Drugs for reducing iron in people with acute stroke

Background

Brain damage after stroke is complex, and consists of both direct and delayed damage. A disturbance in local iron levels may be linked to delayed brain damage. Therefore, limiting iron toxicity is a potential target in the treatment of people with stroke. Iron-chelating drugs are able to bind excess iron in blood and in local tissue, and may reduce iron accumulation and iron-related brain injury. In animal studies, iron-chelating drugs have been shown to protect brain cells after occurrence of stroke.

Search date

The updated search was performed on 2 September 2019.

Study characteristics

We identified two trials, with 333 participants in total, which investigated the effectiveness on good clinical outcome of iron chelation therapy with deferoxamine for acute stroke. Both trials studied the effect in people who had bleeding in the brain, a subset of acute stroke.

Key results

With the limitation that studies could not be pooled, the data did not show any difference in good neurological outcome between groups. Both studies reported that administration of deferoxamine was safe. Oedema formation around the haematoma was slightly reduced in the deferoxamine group in one study, but not in the other.

Certainty of the evidence

The certainty of the evidence for the use of deferoxamine for the improvement of neurological outcome in spontaneous intracerebral haemorrhage is low. This is based on two small studies with short follow-up, and with differences in outcome measurement. Limited evidence was available regarding side effects. The added value of iron-chelating therapy in people with ischaemic stroke or subarachnoid haemorrhage remains unknown.

Authors' conclusions: 

We identified two eligible RCTs for assessment. We could not demonstrate any benefit for the use of iron chelators in spontaneous intracerebral haemorrhage. The added value of iron-chelating therapy in people with ischaemic stroke or subarachnoid haemorrhage remains unknown.

Read the full abstract...
Background: 

Stroke is the second leading cause of death and a major cause of morbidity worldwide. Retrospective clinical and animal studies have demonstrated neuroprotective effects of iron chelators in people with haemorrhagic or ischaemic stroke. This is the first update of the original Cochrane Review published in 2012.

Objectives: 

To evaluate the effectiveness and safety of iron-chelating drugs in people with acute stroke.

Search strategy: 

We searched the Cochrane Stroke Group Trials Register (2 September 2019), the Cochrane Central Register of Controlled Trials (CENTRAL) (The Cochrane Library 2019, Issue 9; 2 September 2019), MEDLINE Ovid (2 September 2019), Embase Ovid (2 September 2019), and Science Citation Index (2 September 2019). We also searched ongoing trials registers.

Selection criteria: 

We included randomised controlled trials (RCTs) of iron chelators versus no iron chelators or placebo for the treatment of acute stroke, including subarachnoid haemorrhage.

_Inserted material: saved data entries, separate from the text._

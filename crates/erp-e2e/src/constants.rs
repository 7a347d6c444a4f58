// Constants - UI labels and identifiers shared by actions and tests
//
// Values must exactly match what the ERP renders (case-sensitive).
// Centralized here so tests never carry hardcoded strings.

use serde::{Deserialize, Serialize};
use std::fmt;

/// Toolbar and menu labels, matched against visible text or `title` attributes.
#[derive(Debug, Clone, Copy, PartialEq, Eq)]
pub enum MenuOption {
    Setups,
    New,
    View,
    Edit,
    Delete,
    Refresh,
    Save,
    Approve,
}

impl MenuOption {
    pub fn as_str(&self) -> &'static str {
        match self {
            MenuOption::Setups => "Setups",
            MenuOption::New => "New",
            MenuOption::View => "View",
            MenuOption::Edit => "Edit",
            MenuOption::Delete => "Delete",
            MenuOption::Refresh => "Refresh",
            MenuOption::Save => "Save",
            MenuOption::Approve => "Approve",
        }
    }
}

/// Lookup view identifiers, used as the id fragment of a lookup editor.
#[derive(Debug, Clone, Copy, PartialEq, Eq)]
pub enum LookupView {
    DocumentType,
    AdjustmentType,
    PositiveAdjustmentAccount,
    NegativeAdjustmentAccount,
}

impl LookupView {
    pub fn as_str(&self) -> &'static str {
        match self {
            LookupView::DocumentType => "DocumentType",
            LookupView::AdjustmentType => "AdjustmentType",
            LookupView::PositiveAdjustmentAccount => "PositiveAdjustmentMainAccount",
            LookupView::NegativeAdjustmentAccount => "NegativeAdjustmentMainAccount",
        }
    }
}

/// ERP modules reachable from the "Change module" switcher.
#[derive(Debug, Clone, Copy, PartialEq, Eq)]
pub enum AppModule {
    Accounting,
    Sales,
    Purchase,
    Inventory,
}

impl AppModule {
    pub fn as_str(&self) -> &'static str {
        match self {
            AppModule::Accounting => "Accounting",
            AppModule::Sales => "Sales",
            AppModule::Purchase => "Purchase",
            AppModule::Inventory => "Inventory",
        }
    }

    /// Directory name of this module under the test-data root.
    pub fn data_dir(&self) -> &'static str {
        match self {
            AppModule::Accounting => "accounting",
            AppModule::Sales => "sales",
            AppModule::Purchase => "purchase",
            AppModule::Inventory => "inventory",
        }
    }
}

/// Master-data entities covered by the suite.
#[derive(Debug, Clone, Copy, PartialEq, Eq)]
pub enum Entity {
    DocumentType,
    StockAdjustmentReason,
}

impl Entity {
    /// Display name, as shown in the setup links and the form breadcrumb.
    pub fn name(&self) -> &'static str {
        match self {
            Entity::DocumentType => "Document Type",
            Entity::StockAdjustmentReason => "Stock Adjustment Reason",
        }
    }

    /// Model key used in form field names (`DocumentType.Name`) and toast texts.
    pub fn key(&self) -> &'static str {
        match self {
            Entity::DocumentType => "DocumentType",
            Entity::StockAdjustmentReason => "StockAdjustmentReason",
        }
    }

    /// Kebab-case slug used for fixture and summary file names.
    pub fn slug(&self) -> &'static str {
        match self {
            Entity::DocumentType => "document-type",
            Entity::StockAdjustmentReason => "stock-adjustment-reason",
        }
    }

    pub fn module(&self) -> AppModule {
        match self {
            Entity::DocumentType | Entity::StockAdjustmentReason => AppModule::Inventory,
        }
    }

    pub fn all() -> [Entity; 2] {
        [Entity::DocumentType, Entity::StockAdjustmentReason]
    }
}

impl fmt::Display for Entity {
    fn fmt(&self, f: &mut fmt::Formatter<'_>) -> fmt::Result {
        f.write_str(self.name())
    }
}

/// Column indexes of the master listing grid; column 0 holds the row selector.
#[derive(Debug, Clone, Copy, PartialEq, Eq)]
pub enum ListingColumn {
    Code,
    Name,
}

impl ListingColumn {
    pub fn index(&self) -> usize {
        match self {
            ListingColumn::Code => 1,
            ListingColumn::Name => 2,
        }
    }
}

/// CRUD operation a batch performs.
#[derive(Debug, Clone, Copy, PartialEq, Eq, Serialize, Deserialize)]
pub enum CrudAction {
    Create,
    Update,
    Delete,
}

impl CrudAction {
    pub fn as_str(&self) -> &'static str {
        match self {
            CrudAction::Create => "Create",
            CrudAction::Update => "Update",
            CrudAction::Delete => "Delete",
        }
    }

    /// Noun used in failure messages ("creation failed for: ...").
    pub fn noun(&self) -> &'static str {
        match self {
            CrudAction::Create => "creation",
            CrudAction::Update => "update",
            CrudAction::Delete => "deletion",
        }
    }

    /// Past participle shown in success toasts ("... created successfully").
    pub fn past_tense(&self) -> &'static str {
        match self {
            CrudAction::Create => "created",
            CrudAction::Update => "updated",
            CrudAction::Delete => "deleted",
        }
    }
}

impl fmt::Display for CrudAction {
    fn fmt(&self, f: &mut fmt::Formatter<'_>) -> fmt::Result {
        f.write_str(self.as_str())
    }
}

/// Field whose uniqueness a validation test exercises.
#[derive(Debug, Clone, Copy, PartialEq, Eq, Serialize, Deserialize)]
pub enum DuplicateField {
    Code,
    Name,
}

impl DuplicateField {
    pub fn as_str(&self) -> &'static str {
        match self {
            DuplicateField::Code => "Code",
            DuplicateField::Name => "Name",
        }
    }
}

#[cfg(test)]
mod tests {
    use super::*;

    #[test]
    fn test_entity_identifiers() {
        assert_eq!(Entity::DocumentType.name(), "Document Type");
        assert_eq!(Entity::DocumentType.key(), "DocumentType");
        assert_eq!(
            Entity::StockAdjustmentReason.slug(),
            "stock-adjustment-reason"
        );
        assert_eq!(Entity::StockAdjustmentReason.module(), AppModule::Inventory);
    }

    #[test]
    fn test_crud_action_wording() {
        assert_eq!(CrudAction::Create.noun(), "creation");
        assert_eq!(CrudAction::Delete.past_tense(), "deleted");
        assert_eq!(CrudAction::Update.to_string(), "Update");
    }
}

Data collection and analysis: 

Two review authors independently screened the search results. We obtained the full texts of potentially relevant studies and evaluated them for eligibility. We assessed risk of bias using the Cochrane 'Risk of bias' tool, and the certainty of evidence using the GRADE approach.

Main results: 

Two RCTs (333 participants) were eligible for inclusion; both compared the iron-chelating agent deferoxamine against placebo. Both studies evaluated participants with spontaneous intracerebral haemorrhage. We assessed one study to have a low risk of bias; the other study had potential sources of bias.

The limited and heterogeneous data did not allow for meta-analysis of the outcome parameters. The evidence suggests that administration of deferoxamine may result in little to no difference in deaths (8% in placebo vs 8% in deferoxamine at 180 days; 1 RCT, 291 participants; low-certainty evidence). These RCTs suggest that there may be little to no difference in good functional outcome (modified Rankin Scale score 0 to 2) between groups at 30, 90 and 180 days (placebo vs deferoxamine: 67% vs 57% at 30 days and 36% vs 45% at 180 days; 2 RCTs, 333 participants; low-certainty evidence). One RCT suggests that administration of deferoxamine may not increase the number of serious adverse events or deaths (placebo vs deferoxamine: 33% vs 27% at 180 days; risk ratio 0.81, 95 % confidence interval 0.57 to 1.16; 1 RCT, 291 participants; low-certainty evidence). No data were available on any deaths within the treatment period. Deferoxamine may result in little to no difference in the evolution of National Institute of Health Stroke Scale scores from baseline to 90 days (placebo vs deferoxamine: 13 to 4 vs 13 to 3; P = 0.37; 2 RCTs, 333 participants; low-certainty evidence). Deferoxamine may slightly reduce relative oedema surrounding intracerebral haemorrhage at 15 days (placebo vs deferoxamine: 1.91 vs 10.26; P = 0.042; 2 RCTs, 333 participants; low-certainty evidence). Neither study reported quality of life.